** Exercise materials follows **

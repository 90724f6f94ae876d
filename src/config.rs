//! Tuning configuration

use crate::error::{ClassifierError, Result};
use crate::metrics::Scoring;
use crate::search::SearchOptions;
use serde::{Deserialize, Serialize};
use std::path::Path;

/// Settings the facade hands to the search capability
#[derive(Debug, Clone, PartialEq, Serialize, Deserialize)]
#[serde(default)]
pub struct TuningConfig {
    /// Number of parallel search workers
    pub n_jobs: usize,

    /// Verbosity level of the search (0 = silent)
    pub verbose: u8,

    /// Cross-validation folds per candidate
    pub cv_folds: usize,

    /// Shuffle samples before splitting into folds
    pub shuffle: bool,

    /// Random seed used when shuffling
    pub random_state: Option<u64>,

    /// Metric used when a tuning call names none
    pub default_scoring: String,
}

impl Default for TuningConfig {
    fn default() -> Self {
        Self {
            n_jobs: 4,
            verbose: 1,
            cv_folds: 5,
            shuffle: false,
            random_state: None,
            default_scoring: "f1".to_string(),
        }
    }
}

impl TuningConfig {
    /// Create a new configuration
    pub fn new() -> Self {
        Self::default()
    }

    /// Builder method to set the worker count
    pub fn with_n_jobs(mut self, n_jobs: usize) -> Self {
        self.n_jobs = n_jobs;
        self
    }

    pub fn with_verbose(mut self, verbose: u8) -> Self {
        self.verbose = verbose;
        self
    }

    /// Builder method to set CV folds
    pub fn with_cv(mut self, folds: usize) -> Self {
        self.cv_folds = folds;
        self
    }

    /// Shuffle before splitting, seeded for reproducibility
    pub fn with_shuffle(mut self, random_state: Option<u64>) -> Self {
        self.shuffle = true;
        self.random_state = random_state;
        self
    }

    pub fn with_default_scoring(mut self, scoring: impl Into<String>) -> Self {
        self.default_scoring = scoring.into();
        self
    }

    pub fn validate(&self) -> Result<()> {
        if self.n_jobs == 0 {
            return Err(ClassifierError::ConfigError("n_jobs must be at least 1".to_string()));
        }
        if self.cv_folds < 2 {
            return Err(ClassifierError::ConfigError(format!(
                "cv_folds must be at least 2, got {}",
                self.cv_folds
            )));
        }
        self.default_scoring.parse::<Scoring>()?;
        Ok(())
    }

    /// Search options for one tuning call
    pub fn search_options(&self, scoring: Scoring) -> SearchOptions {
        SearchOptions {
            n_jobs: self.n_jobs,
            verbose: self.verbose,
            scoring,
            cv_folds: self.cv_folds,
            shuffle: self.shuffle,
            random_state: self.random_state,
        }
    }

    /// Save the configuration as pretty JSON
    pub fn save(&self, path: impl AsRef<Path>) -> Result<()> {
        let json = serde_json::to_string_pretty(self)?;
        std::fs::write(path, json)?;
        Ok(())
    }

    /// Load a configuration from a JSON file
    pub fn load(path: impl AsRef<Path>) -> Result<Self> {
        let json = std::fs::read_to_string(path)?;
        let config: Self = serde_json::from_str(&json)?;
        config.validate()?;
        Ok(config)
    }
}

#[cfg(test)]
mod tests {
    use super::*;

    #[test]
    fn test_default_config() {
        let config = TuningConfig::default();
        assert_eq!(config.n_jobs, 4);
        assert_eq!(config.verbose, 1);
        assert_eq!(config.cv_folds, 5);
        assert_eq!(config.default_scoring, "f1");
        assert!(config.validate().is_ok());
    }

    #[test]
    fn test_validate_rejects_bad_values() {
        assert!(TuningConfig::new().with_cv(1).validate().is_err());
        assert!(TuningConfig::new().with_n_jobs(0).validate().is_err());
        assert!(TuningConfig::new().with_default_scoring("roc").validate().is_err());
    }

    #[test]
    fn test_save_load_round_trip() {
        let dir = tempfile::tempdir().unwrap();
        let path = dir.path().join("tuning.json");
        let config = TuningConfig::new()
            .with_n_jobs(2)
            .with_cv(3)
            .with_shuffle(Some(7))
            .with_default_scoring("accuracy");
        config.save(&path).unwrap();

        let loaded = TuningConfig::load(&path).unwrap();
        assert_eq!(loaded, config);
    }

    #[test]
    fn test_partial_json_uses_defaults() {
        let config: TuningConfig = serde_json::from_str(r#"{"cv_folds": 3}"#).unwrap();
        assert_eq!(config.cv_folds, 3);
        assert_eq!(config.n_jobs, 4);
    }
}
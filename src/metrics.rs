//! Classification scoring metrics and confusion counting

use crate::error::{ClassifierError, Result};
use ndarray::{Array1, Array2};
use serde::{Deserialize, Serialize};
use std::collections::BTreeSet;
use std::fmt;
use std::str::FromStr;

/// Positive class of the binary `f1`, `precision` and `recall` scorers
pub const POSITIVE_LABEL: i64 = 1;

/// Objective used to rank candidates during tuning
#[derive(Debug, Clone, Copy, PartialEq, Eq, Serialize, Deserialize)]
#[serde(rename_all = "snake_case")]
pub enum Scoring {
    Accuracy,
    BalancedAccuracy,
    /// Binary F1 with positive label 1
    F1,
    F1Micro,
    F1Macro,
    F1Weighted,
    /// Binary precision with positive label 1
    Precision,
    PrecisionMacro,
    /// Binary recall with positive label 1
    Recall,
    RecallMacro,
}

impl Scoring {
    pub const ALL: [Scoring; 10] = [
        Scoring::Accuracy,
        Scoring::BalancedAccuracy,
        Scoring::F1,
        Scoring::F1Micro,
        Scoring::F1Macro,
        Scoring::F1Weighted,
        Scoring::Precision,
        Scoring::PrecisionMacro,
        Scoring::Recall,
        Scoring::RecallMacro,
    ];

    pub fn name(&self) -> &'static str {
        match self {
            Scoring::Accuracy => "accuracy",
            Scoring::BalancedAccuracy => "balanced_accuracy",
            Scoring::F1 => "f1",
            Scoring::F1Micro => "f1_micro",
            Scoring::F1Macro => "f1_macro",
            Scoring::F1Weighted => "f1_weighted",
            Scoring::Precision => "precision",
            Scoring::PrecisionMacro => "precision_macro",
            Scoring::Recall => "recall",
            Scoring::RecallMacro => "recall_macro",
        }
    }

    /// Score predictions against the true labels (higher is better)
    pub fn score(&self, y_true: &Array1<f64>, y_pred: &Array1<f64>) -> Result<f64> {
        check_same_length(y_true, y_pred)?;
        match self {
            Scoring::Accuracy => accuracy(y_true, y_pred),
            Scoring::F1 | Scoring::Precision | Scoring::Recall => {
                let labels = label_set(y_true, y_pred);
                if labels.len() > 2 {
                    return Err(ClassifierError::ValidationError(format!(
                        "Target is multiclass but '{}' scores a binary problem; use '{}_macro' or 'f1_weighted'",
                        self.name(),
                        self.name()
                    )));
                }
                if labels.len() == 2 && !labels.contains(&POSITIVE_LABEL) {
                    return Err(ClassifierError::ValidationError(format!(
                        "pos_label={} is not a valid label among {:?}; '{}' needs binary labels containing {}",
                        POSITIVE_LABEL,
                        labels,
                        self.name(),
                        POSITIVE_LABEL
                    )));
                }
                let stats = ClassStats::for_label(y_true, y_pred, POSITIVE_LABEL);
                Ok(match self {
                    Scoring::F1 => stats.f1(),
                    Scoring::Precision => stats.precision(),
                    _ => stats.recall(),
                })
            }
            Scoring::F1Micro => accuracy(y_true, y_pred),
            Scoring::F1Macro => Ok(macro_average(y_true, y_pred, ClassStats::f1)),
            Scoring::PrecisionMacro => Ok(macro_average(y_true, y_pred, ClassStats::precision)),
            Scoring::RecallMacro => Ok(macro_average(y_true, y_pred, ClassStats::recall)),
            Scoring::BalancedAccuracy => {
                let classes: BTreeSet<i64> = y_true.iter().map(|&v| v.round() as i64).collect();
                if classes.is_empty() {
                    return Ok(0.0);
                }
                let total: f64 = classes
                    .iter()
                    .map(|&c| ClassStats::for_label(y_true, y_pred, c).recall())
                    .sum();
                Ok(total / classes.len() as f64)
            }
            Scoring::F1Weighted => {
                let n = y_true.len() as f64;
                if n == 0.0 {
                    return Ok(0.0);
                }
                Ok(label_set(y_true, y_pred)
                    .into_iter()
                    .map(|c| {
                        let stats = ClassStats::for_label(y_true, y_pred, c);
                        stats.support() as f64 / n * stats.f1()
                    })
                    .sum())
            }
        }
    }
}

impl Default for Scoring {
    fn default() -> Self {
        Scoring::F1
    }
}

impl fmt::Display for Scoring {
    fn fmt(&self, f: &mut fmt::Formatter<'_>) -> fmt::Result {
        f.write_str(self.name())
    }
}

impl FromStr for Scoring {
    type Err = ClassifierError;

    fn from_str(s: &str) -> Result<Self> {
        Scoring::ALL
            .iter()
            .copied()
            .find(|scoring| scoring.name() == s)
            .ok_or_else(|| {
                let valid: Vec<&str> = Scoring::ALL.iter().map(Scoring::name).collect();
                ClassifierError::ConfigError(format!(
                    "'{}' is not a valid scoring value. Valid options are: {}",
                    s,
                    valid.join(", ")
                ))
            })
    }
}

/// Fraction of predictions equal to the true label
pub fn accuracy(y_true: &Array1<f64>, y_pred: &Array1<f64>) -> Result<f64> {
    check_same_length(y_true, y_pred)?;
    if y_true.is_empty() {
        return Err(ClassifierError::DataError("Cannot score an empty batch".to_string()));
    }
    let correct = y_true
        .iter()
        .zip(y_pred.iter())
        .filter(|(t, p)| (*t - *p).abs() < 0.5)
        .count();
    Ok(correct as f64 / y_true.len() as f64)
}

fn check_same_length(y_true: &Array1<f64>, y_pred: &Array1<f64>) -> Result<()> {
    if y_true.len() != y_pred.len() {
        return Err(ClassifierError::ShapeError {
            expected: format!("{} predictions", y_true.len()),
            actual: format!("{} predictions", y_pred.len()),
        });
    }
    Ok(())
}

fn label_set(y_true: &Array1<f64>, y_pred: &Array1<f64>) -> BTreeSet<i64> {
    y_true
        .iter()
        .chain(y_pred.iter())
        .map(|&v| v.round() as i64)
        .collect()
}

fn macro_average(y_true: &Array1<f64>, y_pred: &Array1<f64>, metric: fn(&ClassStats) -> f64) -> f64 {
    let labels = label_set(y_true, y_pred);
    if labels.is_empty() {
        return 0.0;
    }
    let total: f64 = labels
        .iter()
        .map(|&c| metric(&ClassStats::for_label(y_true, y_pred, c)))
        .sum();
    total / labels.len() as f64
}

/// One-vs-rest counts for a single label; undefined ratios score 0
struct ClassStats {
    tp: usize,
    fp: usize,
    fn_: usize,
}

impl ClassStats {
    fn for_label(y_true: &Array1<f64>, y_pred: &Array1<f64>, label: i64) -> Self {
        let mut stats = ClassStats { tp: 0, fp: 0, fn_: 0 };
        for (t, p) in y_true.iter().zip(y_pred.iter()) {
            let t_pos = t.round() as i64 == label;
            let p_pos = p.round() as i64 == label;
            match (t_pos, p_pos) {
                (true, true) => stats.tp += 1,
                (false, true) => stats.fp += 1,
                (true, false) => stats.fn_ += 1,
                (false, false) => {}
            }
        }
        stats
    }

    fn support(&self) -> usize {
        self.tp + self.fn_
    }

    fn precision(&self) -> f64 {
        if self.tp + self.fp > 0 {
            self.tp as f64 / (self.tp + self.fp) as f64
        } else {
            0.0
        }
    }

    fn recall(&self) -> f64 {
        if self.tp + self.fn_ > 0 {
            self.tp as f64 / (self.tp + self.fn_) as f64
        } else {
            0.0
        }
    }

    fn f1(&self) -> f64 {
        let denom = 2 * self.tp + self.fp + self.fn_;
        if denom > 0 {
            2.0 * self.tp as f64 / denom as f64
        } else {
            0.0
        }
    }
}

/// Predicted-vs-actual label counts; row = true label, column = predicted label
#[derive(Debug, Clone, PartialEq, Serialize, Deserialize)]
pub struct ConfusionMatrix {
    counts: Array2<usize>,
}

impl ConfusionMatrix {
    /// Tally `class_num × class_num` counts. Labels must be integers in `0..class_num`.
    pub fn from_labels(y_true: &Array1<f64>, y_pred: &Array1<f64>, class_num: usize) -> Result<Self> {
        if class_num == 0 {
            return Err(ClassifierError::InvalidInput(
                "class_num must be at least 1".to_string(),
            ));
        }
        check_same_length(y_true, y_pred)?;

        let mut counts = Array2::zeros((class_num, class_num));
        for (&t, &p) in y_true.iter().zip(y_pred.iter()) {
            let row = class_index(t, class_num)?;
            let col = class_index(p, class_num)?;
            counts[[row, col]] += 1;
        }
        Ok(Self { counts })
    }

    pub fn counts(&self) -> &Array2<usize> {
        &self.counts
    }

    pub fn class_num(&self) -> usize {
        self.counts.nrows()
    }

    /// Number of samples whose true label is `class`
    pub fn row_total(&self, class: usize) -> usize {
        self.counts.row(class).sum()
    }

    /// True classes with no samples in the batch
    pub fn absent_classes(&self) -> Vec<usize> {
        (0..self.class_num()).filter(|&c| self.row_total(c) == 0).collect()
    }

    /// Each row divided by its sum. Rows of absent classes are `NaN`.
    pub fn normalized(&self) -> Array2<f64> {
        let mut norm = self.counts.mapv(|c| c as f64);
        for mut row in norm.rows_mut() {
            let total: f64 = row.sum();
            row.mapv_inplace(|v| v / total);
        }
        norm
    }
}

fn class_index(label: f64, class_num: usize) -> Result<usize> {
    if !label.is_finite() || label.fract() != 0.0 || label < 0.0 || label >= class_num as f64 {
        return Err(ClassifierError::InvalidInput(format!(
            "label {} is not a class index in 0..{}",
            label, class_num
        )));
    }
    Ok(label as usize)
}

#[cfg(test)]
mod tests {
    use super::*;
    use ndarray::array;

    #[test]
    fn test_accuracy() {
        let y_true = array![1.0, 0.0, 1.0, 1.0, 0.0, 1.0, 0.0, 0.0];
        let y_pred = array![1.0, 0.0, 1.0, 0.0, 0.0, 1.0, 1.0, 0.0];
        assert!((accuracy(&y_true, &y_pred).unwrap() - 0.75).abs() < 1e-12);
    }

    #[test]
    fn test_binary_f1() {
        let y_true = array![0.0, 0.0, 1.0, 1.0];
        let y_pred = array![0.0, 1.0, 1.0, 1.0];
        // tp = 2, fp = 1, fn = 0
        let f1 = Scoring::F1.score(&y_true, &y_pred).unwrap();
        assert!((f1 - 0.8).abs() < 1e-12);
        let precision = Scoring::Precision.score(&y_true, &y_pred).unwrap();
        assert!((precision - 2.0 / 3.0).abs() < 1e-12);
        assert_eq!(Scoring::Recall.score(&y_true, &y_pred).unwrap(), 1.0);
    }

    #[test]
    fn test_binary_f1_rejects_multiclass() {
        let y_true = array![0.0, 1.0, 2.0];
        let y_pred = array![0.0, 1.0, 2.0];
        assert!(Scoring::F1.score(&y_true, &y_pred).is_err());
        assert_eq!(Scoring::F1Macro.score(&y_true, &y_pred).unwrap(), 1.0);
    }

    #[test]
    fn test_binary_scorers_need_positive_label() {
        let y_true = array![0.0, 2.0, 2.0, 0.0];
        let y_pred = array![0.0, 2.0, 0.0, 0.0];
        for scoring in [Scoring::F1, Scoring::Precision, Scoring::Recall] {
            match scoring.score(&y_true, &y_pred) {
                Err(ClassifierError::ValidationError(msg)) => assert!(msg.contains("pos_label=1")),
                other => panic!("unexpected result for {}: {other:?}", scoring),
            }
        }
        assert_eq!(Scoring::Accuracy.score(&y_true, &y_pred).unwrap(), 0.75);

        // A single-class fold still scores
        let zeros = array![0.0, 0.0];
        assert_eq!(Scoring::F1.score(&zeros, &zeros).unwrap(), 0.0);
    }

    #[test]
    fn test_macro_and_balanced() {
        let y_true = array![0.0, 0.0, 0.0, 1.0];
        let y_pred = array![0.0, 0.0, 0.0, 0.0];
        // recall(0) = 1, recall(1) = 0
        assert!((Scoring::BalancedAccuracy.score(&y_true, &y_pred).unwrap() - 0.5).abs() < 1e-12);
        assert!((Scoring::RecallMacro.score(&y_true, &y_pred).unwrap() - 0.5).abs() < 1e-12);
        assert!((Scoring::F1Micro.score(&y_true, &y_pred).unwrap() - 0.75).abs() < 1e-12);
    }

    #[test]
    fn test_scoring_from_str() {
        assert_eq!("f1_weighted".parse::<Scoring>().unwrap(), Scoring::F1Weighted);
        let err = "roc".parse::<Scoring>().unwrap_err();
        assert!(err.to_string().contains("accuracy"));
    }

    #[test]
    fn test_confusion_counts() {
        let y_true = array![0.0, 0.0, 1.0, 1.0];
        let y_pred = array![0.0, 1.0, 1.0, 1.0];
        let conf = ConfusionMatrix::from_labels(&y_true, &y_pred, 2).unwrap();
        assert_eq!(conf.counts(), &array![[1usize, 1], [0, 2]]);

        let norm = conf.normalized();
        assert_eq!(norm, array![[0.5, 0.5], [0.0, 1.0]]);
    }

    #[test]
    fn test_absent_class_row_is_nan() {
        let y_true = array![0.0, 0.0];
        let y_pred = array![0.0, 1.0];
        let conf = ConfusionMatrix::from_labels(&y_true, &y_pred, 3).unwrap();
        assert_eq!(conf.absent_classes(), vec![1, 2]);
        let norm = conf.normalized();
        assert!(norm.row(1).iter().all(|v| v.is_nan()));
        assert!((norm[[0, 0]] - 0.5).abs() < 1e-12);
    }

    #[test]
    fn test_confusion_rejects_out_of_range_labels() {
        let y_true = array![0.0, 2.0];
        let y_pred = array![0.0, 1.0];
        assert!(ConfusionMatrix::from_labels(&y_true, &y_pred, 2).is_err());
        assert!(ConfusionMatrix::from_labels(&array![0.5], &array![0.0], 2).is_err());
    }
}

** End of Exercise materials **

Exercise prompt:
Only the lines above starting at the one containing "let mut counts" and ending at the one containing "fp = 1, fn = 0", both included, are to be returned, exactly as they read.

Exercise solution:
        let mut counts = Array2::zeros((class_num, class_num));
        for (&t, &p) in y_true.iter().zip(y_pred.iter()) {
            let row = class_index(t, class_num)?;
            let col = class_index(p, class_num)?;
            counts[[row, col]] += 1;
        }
        Ok(Self { counts })
    }

    pub fn counts(&self) -> &Array2<usize> {
        &self.counts
    }

    pub fn class_num(&self) -> usize {
        self.counts.nrows()
    }

    /// Number of samples whose true label is `class`
    pub fn row_total(&self, class: usize) -> usize {
        self.counts.row(class).sum()
    }

    /// True classes with no samples in the batch
    pub fn absent_classes(&self) -> Vec<usize> {
        (0..self.class_num()).filter(|&c| self.row_total(c) == 0).collect()
    }

    /// Each row divided by its sum. Rows of absent classes are `NaN`.
    pub fn normalized(&self) -> Array2<f64> {
        let mut norm = self.counts.mapv(|c| c as f64);
        for mut row in norm.rows_mut() {
            let total: f64 = row.sum();
            row.mapv_inplace(|v| v / total);
        }
        norm
    }
}

fn class_index(label: f64, class_num: usize) -> Result<usize> {
    if !label.is_finite() || label.fract() != 0.0 || label < 0.0 || label >= class_num as f64 {
        return Err(ClassifierError::InvalidInput(format!(
            "label {} is not a class index in 0..{}",
            label, class_num
        )));
    }
    Ok(label as usize)
}

#[cfg(test)]
mod tests {
    use super::*;
    use ndarray::array;

    #[test]
    fn test_accuracy() {
        let y_true = array![1.0, 0.0, 1.0, 1.0, 0.0, 1.0, 0.0, 0.0];
        let y_pred = array![1.0, 0.0, 1.0, 0.0, 0.0, 1.0, 1.0, 0.0];
        assert!((accuracy(&y_true, &y_pred).unwrap() - 0.75).abs() < 1e-12);
    }

    #[test]
    fn test_binary_f1() {
        let y_true = array![0.0, 0.0, 1.0, 1.0];
        let y_pred = array![0.0, 1.0, 1.0, 1.0];
        // tp = 2, fp = 1, fn = 0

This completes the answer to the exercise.